◆ **Records shown**
-----

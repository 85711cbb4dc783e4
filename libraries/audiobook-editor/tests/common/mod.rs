//! In-memory fakes with failure injection

#![allow(dead_code)]

use async_trait::async_trait;
use audiobook_core::{
    AudiobookError, AudiobookId, CreateTrack, ObjectKey, ObjectStore, Result, Track, TrackId,
    TrackNumberAssignment, TrackStore,
};
use bytes::Bytes;
use std::collections::HashSet;
use std::sync::atomic::{AtomicBool, AtomicUsize, Ordering};
use std::sync::Mutex;

pub fn create_test_track(audiobook_id: &AudiobookId, id: &str, number: i64) -> Track {
    Track {
        id: TrackId::new(id),
        audiobook_id: audiobook_id.clone(),
        name: format!("Track {id}"),
        track_number: number,
        duration_seconds: 60,
        audio_url: format!("https://cdn.example.com/{id}.mp3"),
        file_size: 1024,
        created_at: "2024-01-01 00:00:00".to_string(),
    }
}

/// Track store that enforces unique numbers per audiobook and can be told
/// to fail
#[derive(Default)]
pub struct FakeTrackStore {
    rows: Mutex<Vec<Track>>,
    /// Every `set_track_number` call, in issue order
    pub number_calls: Mutex<Vec<(TrackId, i64)>>,
    pub get_calls: AtomicUsize,
    /// 1-based index of the `set_track_number` call that fails
    pub fail_number_call: Mutex<Option<usize>>,
    /// Fail any `set_track_number` that writes a positive number for this track
    pub fail_commit_for: Mutex<Option<TrackId>>,
    pub fail_get: AtomicBool,
    pub fail_rename: AtomicBool,
    pub fail_delete: AtomicBool,
    pub fail_max: AtomicBool,
    /// Names whose insert fails
    pub fail_create_names: Mutex<HashSet<String>>,
    pub transactional: bool,
    pub transaction_calls: AtomicUsize,
}

impl FakeTrackStore {
    pub fn with_tracks(tracks: Vec<Track>) -> Self {
        let store = Self::default();
        *store.rows.lock().unwrap() = tracks;
        store
    }

    pub fn transactional(tracks: Vec<Track>) -> Self {
        Self {
            transactional: true,
            ..Self::with_tracks(tracks)
        }
    }

    /// `(id, number)` pairs in stored number order
    pub fn stored(&self, audiobook_id: &AudiobookId) -> Vec<(String, i64)> {
        let mut rows: Vec<_> = self
            .rows
            .lock()
            .unwrap()
            .iter()
            .filter(|t| &t.audiobook_id == audiobook_id)
            .map(|t| (t.id.to_string(), t.track_number))
            .collect();
        rows.sort_by_key(|(_, n)| *n);
        rows
    }

    pub fn stored_name(&self, id: &str) -> Option<String> {
        self.rows
            .lock()
            .unwrap()
            .iter()
            .find(|t| t.id.as_str() == id)
            .map(|t| t.name.clone())
    }

    pub fn number_calls(&self) -> Vec<(TrackId, i64)> {
        self.number_calls.lock().unwrap().clone()
    }

    fn write_number(rows: &mut [Track], id: &TrackId, number: i64) -> Result<()> {
        let audiobook_id = rows
            .iter()
            .find(|t| &t.id == id)
            .map(|t| t.audiobook_id.clone())
            .ok_or_else(|| AudiobookError::TrackNotFound(id.clone()))?;

        let taken = rows
            .iter()
            .any(|t| t.audiobook_id == audiobook_id && &t.id != id && t.track_number == number);
        if taken {
            return Err(AudiobookError::Database(format!(
                "UNIQUE constraint failed: tracks.audiobook_id, tracks.track_number ({number})"
            )));
        }

        if let Some(track) = rows.iter_mut().find(|t| &t.id == id) {
            track.track_number = number;
        }
        Ok(())
    }
}

#[async_trait]
impl TrackStore for FakeTrackStore {
    async fn get_tracks(&self, audiobook_id: &AudiobookId) -> Result<Vec<Track>> {
        self.get_calls.fetch_add(1, Ordering::SeqCst);
        if self.fail_get.load(Ordering::SeqCst) {
            return Err(AudiobookError::store("connection lost"));
        }

        let mut tracks: Vec<_> = self
            .rows
            .lock()
            .unwrap()
            .iter()
            .filter(|t| &t.audiobook_id == audiobook_id)
            .cloned()
            .collect();
        tracks.sort_by_key(|t| t.track_number);
        Ok(tracks)
    }

    async fn max_track_number(&self, audiobook_id: &AudiobookId) -> Result<Option<i64>> {
        if self.fail_max.load(Ordering::SeqCst) {
            return Err(AudiobookError::store("connection lost"));
        }
        Ok(self
            .rows
            .lock()
            .unwrap()
            .iter()
            .filter(|t| &t.audiobook_id == audiobook_id)
            .map(|t| t.track_number)
            .max())
    }

    async fn create_track(&self, track: CreateTrack) -> Result<Track> {
        if self.fail_create_names.lock().unwrap().contains(&track.name) {
            return Err(AudiobookError::store("insert rejected"));
        }

        let mut rows = self.rows.lock().unwrap();
        let taken = rows
            .iter()
            .any(|t| t.audiobook_id == track.audiobook_id && t.track_number == track.track_number);
        if taken {
            return Err(AudiobookError::Database("UNIQUE constraint failed".to_string()));
        }

        let created = Track {
            id: TrackId::new(format!("created-{}", rows.len() + 1)),
            audiobook_id: track.audiobook_id,
            name: track.name,
            track_number: track.track_number,
            duration_seconds: track.duration_seconds,
            audio_url: track.audio_url,
            file_size: track.file_size,
            created_at: "2024-01-01 00:00:00".to_string(),
        };
        rows.push(created.clone());
        Ok(created)
    }

    async fn set_track_number(&self, id: &TrackId, track_number: i64) -> Result<()> {
        let call = {
            let mut calls = self.number_calls.lock().unwrap();
            calls.push((id.clone(), track_number));
            calls.len()
        };

        if *self.fail_number_call.lock().unwrap() == Some(call) {
            return Err(AudiobookError::store(format!("injected failure on call {call}")));
        }
        if track_number > 0 && self.fail_commit_for.lock().unwrap().as_ref() == Some(id) {
            return Err(AudiobookError::store("injected commit failure"));
        }

        let mut rows = self.rows.lock().unwrap();
        Self::write_number(&mut rows, id, track_number)
    }

    async fn rename_track(&self, id: &TrackId, name: &str) -> Result<()> {
        if self.fail_rename.load(Ordering::SeqCst) {
            return Err(AudiobookError::store("rename rejected"));
        }
        let mut rows = self.rows.lock().unwrap();
        let track = rows
            .iter_mut()
            .find(|t| &t.id == id)
            .ok_or_else(|| AudiobookError::TrackNotFound(id.clone()))?;
        track.name = name.to_string();
        Ok(())
    }

    async fn delete_track(&self, id: &TrackId) -> Result<()> {
        if self.fail_delete.load(Ordering::SeqCst) {
            return Err(AudiobookError::store("delete rejected"));
        }
        let mut rows = self.rows.lock().unwrap();
        let before = rows.len();
        rows.retain(|t| &t.id != id);
        if rows.len() == before {
            return Err(AudiobookError::TrackNotFound(id.clone()));
        }
        Ok(())
    }

    fn supports_transactions(&self) -> bool {
        self.transactional
    }

    async fn renumber_in_transaction(
        &self,
        _audiobook_id: &AudiobookId,
        assignments: &[TrackNumberAssignment],
    ) -> Result<()> {
        if !self.transactional {
            return Err(AudiobookError::store("no transactions"));
        }
        self.transaction_calls.fetch_add(1, Ordering::SeqCst);

        let mut rows = self.rows.lock().unwrap();
        let mut working = rows.clone();
        for a in assignments {
            Self::write_number(&mut working, &a.track_id, a.placeholder)?;
        }
        for a in assignments {
            if a.track_number > 0 && self.fail_commit_for.lock().unwrap().as_ref() == Some(&a.track_id) {
                return Err(AudiobookError::store("injected commit failure"));
            }
            Self::write_number(&mut working, &a.track_id, a.track_number)?;
        }
        *rows = working;
        Ok(())
    }
}

/// Object store that remembers keys and fails for chosen payloads
#[derive(Default)]
pub struct FakeObjectStore {
    pub keys: Mutex<Vec<String>>,
    pub content_types: Mutex<Vec<String>>,
    /// Payloads whose upload fails
    pub fail_bodies: Mutex<HashSet<Vec<u8>>>,
}

#[async_trait]
impl ObjectStore for FakeObjectStore {
    async fn put_object(&self, key: &ObjectKey, content_type: &str, body: Bytes) -> Result<String> {
        if self.fail_bodies.lock().unwrap().contains(body.as_ref()) {
            return Err(AudiobookError::upload("bucket unavailable"));
        }
        self.keys.lock().unwrap().push(key.to_string());
        self.content_types.lock().unwrap().push(content_type.to_string());
        Ok(format!("https://cdn.example.com/{key}"))
    }
}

-----

◆ **Your instructions**
Show me all lines in the records that contain "format".

◆ **Finished exercise**
        name: format!("Track {id}"),
        audio_url: format!("https://cdn.example.com/{id}.mp3"),
            return Err(AudiobookError::Database(format!(
            id: TrackId::new(format!("created-{}", rows.len() + 1)),
            return Err(AudiobookError::store(format!("injected failure on call {call}")));
        Ok(format!("https://cdn.example.com/{key}"))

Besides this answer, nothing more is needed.